On Tuesday 11 Jun 2013, OS Engineering wrote:
> Hi Jens,
>
> In continuation with our previous communication, we have carried out
> performance comparison among EnhanceIO, bcache and dm-cache.
>
> We found that EnhanceIO provides better throughput on zipf workload (with
> theta=1.2) in comparison to bcache and dm-cache for write through caches.
> However, for write back caches, we found that dm-cache had best throughput
> followed by EnhanceIO and then bcache. Dm-cache commits on-disk metadata
> every time a REQ_SYNC or REQ_FUA bio is written. If no such requests are
> made then it commits metadata once every second. If power is lost, it may
> lose some recent writes. However, EnhanceIO and bcache do not acknowledge
> IO completion until both IO and metadata hits the SSD. Hence, EnhanceIO
> and bcache provide higher data integrity at a cost of performance.
So it won't be fair to compare them with dm-cache in write-back mode since
guarantees are different.
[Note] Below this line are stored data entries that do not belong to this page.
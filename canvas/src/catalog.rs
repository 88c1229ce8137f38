//! Parametric component catalog for builder mode.
//!
//! Templates are static and read-only. A template is used only to initialise
//! a new component entity; the entity copies every value it needs and keeps
//! no reference back to the template.

#[cfg(test)]
#[path = "catalog_test.rs"]
mod catalog_test;

use serde::{Deserialize, Serialize};

use crate::doc::{Color, Entity, Rect, Shape, Style};
use crate::scale::Point;

/// Component types available in builder mode.
#[derive(Debug, Clone, Copy, PartialEq, Eq, Hash, Serialize, Deserialize)]
#[serde(rename_all = "snake_case")]
pub enum ComponentKind {
    Post,
    Beam,
    Joist,
    Ledger,
    Footing,
    Stairs,
    Railing,
    Bench,
    Planter,
    Table,
    Chair,
    Grill,
}

impl ComponentKind {
    /// Every kind, in catalog display order.
    pub const ALL: [ComponentKind; 12] = [
        Self::Post,
        Self::Beam,
        Self::Joist,
        Self::Ledger,
        Self::Footing,
        Self::Stairs,
        Self::Railing,
        Self::Bench,
        Self::Planter,
        Self::Table,
        Self::Chair,
        Self::Grill,
    ];
}

/// Default geometry, material, color and label for one component kind.
#[derive(Debug, Clone, Copy, PartialEq)]
pub struct ComponentTemplate {
    pub kind: ComponentKind,
    pub label: &'static str,
    /// Default width in canvas units.
    pub width: f64,
    /// Default height in canvas units.
    pub height: f64,
    pub material: &'static str,
    pub color: Color,
}

const LUMBER: Color = Color::rgb(0xC8, 0x9B, 0x6D);
const TREATED: Color = Color::rgb(0x9C, 0x7A, 0x4F);
const CONCRETE: Color = Color::rgb(0xA8, 0xA8, 0xA8);
const METAL: Color = Color::rgb(0x5A, 0x5F, 0x66);
const FURNITURE: Color = Color::rgb(0x7E, 0x9C, 0x86);

/// Look up the template for `kind`.
#[must_use]
pub fn template(kind: ComponentKind) -> ComponentTemplate {
    let (label, width, height, material, color) = match kind {
        ComponentKind::Post => ("6x6 Post", 30.0, 30.0, "pressure-treated pine", TREATED),
        ComponentKind::Beam => ("Beam", 240.0, 24.0, "pressure-treated pine", TREATED),
        ComponentKind::Joist => ("Joist", 200.0, 12.0, "pressure-treated pine", LUMBER),
        ComponentKind::Ledger => ("Ledger", 240.0, 16.0, "pressure-treated pine", LUMBER),
        ComponentKind::Footing => ("Footing", 40.0, 40.0, "concrete", CONCRETE),
        ComponentKind::Stairs => ("Stairs", 80.0, 100.0, "composite", LUMBER),
        ComponentKind::Railing => ("Railing", 200.0, 20.0, "aluminum", METAL),
        ComponentKind::Bench => ("Bench", 120.0, 40.0, "cedar", FURNITURE),
        ComponentKind::Planter => ("Planter", 60.0, 60.0, "cedar", FURNITURE),
        ComponentKind::Table => ("Table", 100.0, 100.0, "teak", FURNITURE),
        ComponentKind::Chair => ("Chair", 40.0, 40.0, "teak", FURNITURE),
        ComponentKind::Grill => ("Grill", 70.0, 50.0, "stainless steel", METAL),
    };
    ComponentTemplate { kind, label, width, height, material, color }
}

/// The whole catalog, in display order.
#[must_use]
pub fn catalog() -> Vec<ComponentTemplate> {
    ComponentKind::ALL.iter().map(|k| template(*k)).collect()
}

impl ComponentTemplate {
    /// A new component entity of this template's size, centered on `center`.
    #[must_use]
    pub fn instantiate(&self, center: Point) -> Entity {
        let rect = Rect::new(center.x - self.width * 0.5, center.y - self.height * 0.5, self.width, self.height);
        let style = Style { fill: Some(self.color), ..Style::default() };
        Entity::new(
            Shape::Component {
                component: self.kind,
                rect,
                material: self.material.to_owned(),
                label: self.label.to_owned(),
            },
            style,
        )
    }
}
I am sure if similar (SYNC/FUA enforcement for
persistence) guarantees are implemented in bcache/EnhanceIO, they'll offer a
much better performance.
>
> The fio config and setup information follows:
> HDD : 100GB
> SSD : 20GB
> Mode : write through / write back
> Cache block_size : 4KB for bcache, EnhanceIO and 256KB for dm-cache
>
> The other options have been left to their default values.
>
> Note:
> 1) In case of dm-cache, we used 2 partitions of same SSD with 1GB partition
> as metadata and 20GB partition as caching device. This has been done so as
> to ensure a fair comparison as EnhanceIO and bcache do not have a separate
> metadata device.
>
> 2) In order to ensure proper cache warm up, We have turned off sequential
> bypass in bcache. This does not impact our performance results as they are
> taken for random workload.
>
> For each test, we first performed a warm up run using the following fio
> options: fio --direct=1 --size=90% --filesize=20G --blocksize=4k
> --ioengine=libaio --rw=rw --rwmixread=100 --rwmixwrite=0 --iodepth=8 ...
>
> Then, we performed our actual run with the following fio options:
> fio --direct=1 --size=100% --filesize=20G --blocksize=4k --ioengine=libaio
> --rw=randrw --rwmixread=90 --rwmixwrite=10 --iodepth=8 --numjobs=4
> --random_distribution=zipf:1.2 ...
Did you experiment a little with varying iodepth and numjobs? Is this the best
combination you found out? The numbers below appear low considering a 90% hit
ratio for EnhanceIO. SSD baseline performance shown below appears low. However
it should not affect this comparison. All caching solutions are being subjected
to the same ratio of HDD/SSD performance.
>
> ============================= Write Through ===============================
> Type Read Latency(ms) Write Latency(ms) Read(MB/s) Write(MB/s)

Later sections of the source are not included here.